Work required.
Please print each of the entries below exactly.

Provided data.

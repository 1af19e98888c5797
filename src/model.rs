//! Simulation data types.

use crate::city::CityLayout;
use crate::geometry::Vec2;
use crate::person::{Health, Movement, Person, Resident};
use serde::{Deserialize, Serialize};

/// State of the simulation at a given tick.
#[derive(Debug, Clone, PartialEq, Serialize, Deserialize)]
pub struct State {
    /// Number of ticks performed so far.
    pub tick: usize,

    pub layout: CityLayout,

    /// People currently in the simulation.
    pub people: Vec<Person>,

    /// Decomposed people removed so far.
    pub n_removed: usize,
}

impl State {
    /// Snapshot of every person, grouped by home id.
    pub fn residents_by_home(&self) -> Vec<Vec<Resident>> {
        let mut residents = vec![Vec::new(); self.layout.houses().len()];
        for person in &self.people {
            residents[person.home_id()].push(person.resident());
        }
        residents
    }

    pub fn census(&self) -> Census {
        let mut census = Census {
            n_removed: self.n_removed,
            ..Census::default()
        };
        for person in &self.people {
            match person.health() {
                Health::Healthy => census.n_healthy += 1,
                Health::Sick => census.n_sick += 1,
                Health::Dead => census.n_dead += 1,
            }
            match person.movement() {
                Movement::AtHome => census.n_at_home += 1,
                Movement::Walking => census.n_walking += 1,
                Movement::GoingToMarket => census.n_going_to_market += 1,
                Movement::AtMarket => census.n_at_market += 1,
                Movement::GoingHome => census.n_going_home += 1,
            }
        }
        census
    }
}

/// Head counts per health and movement state.
#[derive(Debug, Clone, Default, PartialEq, Eq, Serialize, Deserialize)]
pub struct Census {
    pub n_healthy: usize,
    pub n_sick: usize,
    pub n_dead: usize,
    pub n_removed: usize,

    pub n_at_home: usize,
    pub n_walking: usize,
    pub n_going_to_market: usize,
    pub n_at_market: usize,
    pub n_going_home: usize,
}

impl Census {
    /// People still in the simulation, decomposing ones included.
    pub fn n_people(&self) -> usize {
        self.n_healthy + self.n_sick + self.n_dead
    }
}

/// Externally visible part of a person.
#[derive(Debug, Clone, PartialEq, Serialize, Deserialize)]
pub struct PersonView {
    pub id: usize,
    pub home_id: usize,
    pub position: Vec2,
    pub health: Health,
    pub movement: Movement,
    pub is_bored: bool,
    pub nearest_market: Option<usize>,
    pub steps_to_recovery: u32,
    pub steps_to_decompose: u32,
    pub steps_at_market: u32,
}

impl From<&Person> for PersonView {
    fn from(person: &Person) -> Self {
        Self {
            id: person.id(),
            home_id: person.home_id(),
            position: person.position(),
            health: person.health(),
            movement: person.movement(),
            is_bored: person.is_bored(),
            nearest_market: person.nearest_market(),
            steps_to_recovery: person.steps_to_recovery(),
            steps_to_decompose: person.steps_to_decompose(),
            steps_at_market: person.steps_at_market(),
        }
    }
}

/// Record of the simulation at a single tick.
///
/// Contains the tick, the census and, optionally, every person.
#[derive(Debug, Clone, Serialize, Deserialize)]
pub struct Record {
    pub tick: usize,

    pub census: Census,

    pub people: Option<Vec<PersonView>>,
}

Result of this exercise.
repository 1af19e98888c5797
filename src/model.rs
//! Simulation data types.

use crate::city::CityLayout;
use crate::geometry::Vec2;
use crate::person::{Health, Movement, Person, Resident};
use serde::{Deserialize, Serialize};

/// State of the simulation at a given tick.
#[derive(Debug, Clone, PartialEq, Serialize, Deserialize)]
pub struct State {
    /// Number of ticks performed so far.
    pub tick: usize,

    pub layout: CityLayout,

    /// People currently in the simulation.
    pub people: Vec<Person>,

    /// Decomposed people removed so far.
    pub n_removed: usize,
}

impl State {
    /// Snapshot of every person, grouped by home id.
    pub fn residents_by_home(&self) -> Vec<Vec<Resident>> {
        let mut residents = vec![Vec::new(); self.layout.houses().len()];
        for person in &self.people {
            residents[person.home_id()].push(person.resident());
        }
        residents
    }

    pub fn census(&self) -> Census {
        let mut census = Census {
            n_removed: self.n_removed,
            ..Census::default()
        };
        for person in &self.people {
            match person.health() {
                Health::Healthy => census.n_healthy += 1,
                Health::Sick => census.n_sick += 1,
                Health::Dead => census.n_dead += 1,
            }
            match person.movement() {
                Movement::AtHome => census.n_at_home += 1,
                Movement::Walking => census.n_walking += 1,
                Movement::GoingToMarket => census.n_going_to_market += 1,
                Movement::AtMarket => census.n_at_market += 1,
                Movement::GoingHome => census.n_going_home += 1,
            }
        }
        census
    }
}

/// Head counts per health and movement state.
#[derive(Debug, Clone, Default, PartialEq, Eq, Serialize, Deserialize)]
pub struct Census {
    pub n_healthy: usize,
    pub n_sick: usize,
    pub n_dead: usize,
    pub n_removed: usize,

    pub n_at_home: usize,
    pub n_walking: usize,
    pub n_going_to_market: usize,
    pub n_at_market: usize,
    pub n_going_home: usize,
}

impl Census {
    /// People still in the simulation, decomposing ones included.
    pub fn n_people(&self) -> usize {
        self.n_healthy + self.n_sick + self.n_dead
    }
}

/// Externally visible part of a person.
#[derive(Debug, Clone, PartialEq, Serialize, Deserialize)]
pub struct PersonView {
    pub id: usize,
    pub home_id: usize,
    pub position: Vec2,
    pub health: Health,
    pub movement: Movement,
    pub is_bored: bool,
    pub nearest_market: Option<usize>,
    pub steps_to_recovery: u32,
    pub steps_to_decompose: u32,
    pub steps_at_market: u32,
}

impl From<&Person> for PersonView {
    fn from(person: &Person) -> Self {
        Self {
            id: person.id(),
            home_id: person.home_id(),
            position: person.position(),
            health: person.health(),
            movement: person.movement(),
            is_bored: person.is_bored(),
            nearest_market: person.nearest_market(),
            steps_to_recovery: person.steps_to_recovery(),
            steps_to_decompose: person.steps_to_decompose(),
            steps_at_market: person.steps_at_market(),
        }
    }
}

/// Record of the simulation at a single tick.
///
/// Contains the tick, the census and, optionally, every person.
#[derive(Debug, Clone, Serialize, Deserialize)]
pub struct Record {
    pub tick: usize,

    pub census: Census,

    pub people: Option<Vec<PersonView>>,
}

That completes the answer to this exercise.